[Stored items]
┌────────

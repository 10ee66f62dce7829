//! Main render/view function (View in TEA pattern)


use ratatui::style::Style;
use ratatui::widgets::Block;
use ratatui::Frame;

use mealplan_app::{AppState, Tab, UiMode};

use super::{layout, widgets};
use crate::theme::Palette;
use crate::widgets::dialogs;

/// Render the complete UI (View function in TEA)
///
/// Pure with respect to `state`: everything drawn is derived from it.
pub fn view(frame: &mut Frame, state: &AppState) {
    let palette = Palette::for_mode(state.settings.dark_mode);
    let area = frame.area();

    frame.render_widget(
        Block::default().style(Style::default().bg(palette.deepest_bg)),
        area,
    );

    let areas = layout::create(area);
    frame.render_widget(widgets::MainHeader::new(state, palette), areas.header);

    let focused = state.ui_mode == UiMode::Normal || state.ui_mode == UiMode::RecipeSearch;
    match state.tab {
        Tab::Groceries => frame.render_widget(
            widgets::GroceryView::new(state, palette).focused(focused),
            areas.content,
        ),
        Tab::Meals => frame.render_widget(
            widgets::MealPlanView::new(state, palette).focused(focused),
            areas.content,
        ),
        Tab::Recipes => frame.render_widget(
            widgets::RecipeList::new(state, palette).focused(focused),
            areas.content,
        ),
        Tab::Settings => frame.render_widget(
            widgets::SettingsPanel::new(&state.settings, palette).focused(focused),
            areas.content,
        ),
    }

    // The detail view stays underneath the recipe form while editing from it
    if let Some(detail) = &state.detail {
        if matches!(state.ui_mode, UiMode::RecipeDetail | UiMode::RecipeForm) {
            frame.render_widget(widgets::RecipeDetailView::new(detail, palette), areas.content);
        }
    }

    render_overlay(frame, state, palette);

    frame.render_widget(widgets::StatusBar::new(state, palette), areas.status);
}

/// Modal dialog for the current mode, if any
fn render_overlay(frame: &mut Frame, state: &AppState, palette: &Palette) {
    let area = frame.area();
    match state.ui_mode {
        UiMode::GroceryForm => {
            if let Some(form) = &state.groceries.form {
                frame.render_widget(
                    dialogs::GroceryFormDialog::new(form, state.currency().symbol, palette),
                    area,
                );
            }
        }
        UiMode::MonthPicker | UiMode::AddMonth => {
            if let Some(selector) = state.active_month_selector() {
                frame.render_widget(dialogs::MonthPickerDialog::new(selector, palette), area);
            }
        }
        UiMode::MealEditor => {
            if let Some(editor) = &state.meals.editor {
                frame.render_widget(
                    dialogs::MealEditorDialog::new(editor, state.recipe_book.recipes(), palette),
                    area,
                );
            }
        }
        UiMode::CategoryPicker => {
            frame.render_widget(
                dialogs::CategoryPickerDialog::new(&state.explorer, palette),
                area,
            );
        }
        UiMode::RecipeForm => {
            if let Some(form) = &state.recipe_form {
                frame.render_widget(dialogs::RecipeFormDialog::new(form, palette), area);
            }
        }
        UiMode::CurrencyPicker => {
            if let Some(picker) = &state.settings.picker {
                frame.render_widget(
                    dialogs::CurrencyPickerDialog::new(picker, state.currency(), palette),
                    area,
                );
            }
        }
        UiMode::Normal | UiMode::RecipeSearch | UiMode::RecipeDetail => {}
    }
}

└────────

* What this task involves
Of the entries above, how many lines hold the word "crate"? Give back only that number.

* Final answer
2